Ahí es donde la tesis de Herculano-Houzel, pero también la del primatólogo inglés Richard Wrangham, coge vuelo. El mismo Wrangham, que presentó la hipótesis ya en 1999, reconoce que ya en el siglo XVIII autores como Oliver Goldsmith consideraban que "una de las grandes diferencias entre nosotros y la creación bruta es que pasamos menos tiempo comiendo".
¿Encajan las fechas?
Como decía Elizabeth Pennisi, la idea intuitivamente tiene sentido: "papas, nabos, mandiocas, ñames, colinabos, kumaras neozelandesas o mandiocas: estos son solo algunos de las docenas de tubérculos subterráneos que sustentan a los humanos modernos" hoy por hoy.
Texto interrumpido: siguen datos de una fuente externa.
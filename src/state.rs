use std::collections::BTreeMap;

use serde::Serialize;

use crate::fields::FieldCatalog;
use crate::message::RemoteState;

// Read models handed to the presentation layer. Plain serializable data,
// recomputed on every RemoteState change, no lifecycle of their own.

/// Numeric sensor readings. Absent fields read as 0.
#[derive(Debug, Clone, Copy, Default, PartialEq, Serialize)]
pub struct Telemetry {
    pub water_level: f64,
    pub water_pressure: f64,
    pub pressure_after_filter: f64,
}

/// Operator command flags keyed by field name. Absent flags read as `false`.
pub type CommandState = BTreeMap<String, bool>;

/// Controller status flags keyed by field name. Absent flags read as `false`.
pub type StatusState = BTreeMap<String, bool>;

/// Pure mapping from the merged remote state to the read models. Only fields
/// the catalog names are projected; everything else on the wire is ignored.
#[derive(Debug, Clone)]
pub struct StateProjector {
    catalog: FieldCatalog,
}

impl StateProjector {
    pub fn new(catalog: FieldCatalog) -> Self {
        Self { catalog }
    }

    pub fn catalog(&self) -> &FieldCatalog {
        &self.catalog
    }

    pub fn telemetry(&self, remote: &RemoteState) -> Telemetry {
        Telemetry {
            water_level: remote.number(&self.catalog.water_level).unwrap_or(0.0),
            water_pressure: remote.number(&self.catalog.water_pressure).unwrap_or(0.0),
            pressure_after_filter: remote
                .number(&self.catalog.pressure_after_filter)
                .unwrap_or(0.0),
        }
    }

    /// Every catalog command key is present in the output.
    pub fn commands(&self, remote: &RemoteState) -> CommandState {
        self.catalog
            .commands
            .iter()
            .map(|name| (name.clone(), remote.flag(name).unwrap_or(false)))
            .collect()
    }

    /// Every catalog status key is present in the output.
    pub fn statuses(&self, remote: &RemoteState) -> StatusState {
        self.catalog
            .statuses
            .iter()
            .map(|name| (name.clone(), remote.flag(name).unwrap_or(false)))
            .collect()
    }
}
No es difícil imaginar que fue precisamente eso lo que, gracias a nuevas habilidades relacionadas con "hervir, hornear y freír" nos dio el empujoncito que necesitábamos.
Al poder procesar la comida más fácilmente, podíamos comer más en menos tiempo, podíamos aprovechar mejor cada alimento: teníamos más tiempo para hacer todo lo que quisiéramos hacer y, entre ello, usar el cerebro de forma creativa. Un cerebro que, poco a poco, se iba haciendo más grande.
No obstante, era polémico. El consenso generalizado a principios de siglo es que fue "el consumo de carne lo que estimuló la evolución del Homo erectus, la especie de 1,8 millones de años que, según algunos antropólogos, fue la primera en poseer muchos rasgos humanos" actuales. El motivo es obvio: si cocinar nos hizo humanos, los homínidos deberían haber dominado el fuego casi seis veces antes de lo que pensamos. Si no, no encajarían las fechas.
En los últimos años, las evidencias de fuego temprano han cambiado el asunto y han dado un mayor soporte arqueológico a las tesis de los "cocinistas". La hipótesis se vuelve interesante, aunque aún queda mucho trabajo para resolver todos los problemas que presenta.
Más allá del origen, la cocina sigue liberándonos
Mientras paleontólogos, antropólogos y arqueólogos discuten sobre si la cocina (el manejo del fuego) fue realmente lo que nos hizo humanos, lo cierto es que no es el único momento en el que mejorar nuestras técnicas de concina nos permitió alcanzar mayores niveles de libertad y, sobre todo, más tiempo.
La semana pasada, os contaba que, cuando en 1893 la American Press Association pidió a diversos intelectuales del momento "visiones del futuro", la sufragista norteamericana Mary Elizabeth Lease imaginó una píldora capaz de reemplazar la comida como una herramienta clave para liberar a la mujer de las tareas de la cocina.
Lease no sabía que estaban por llegar los microndas, los hornos eléctricos, los frigoríficos-congeladores y los robots de cocina (con todas sus polémicas liberadas). Lo que decía Hans Rosling de la lavadora, puede decirse de casi todos los electrodomésticos, pero especialmente de los instrumentos de cocina. Y es que buena parte del desarrollo desbocado del viejo siglo XX se debió precisamente a ellos.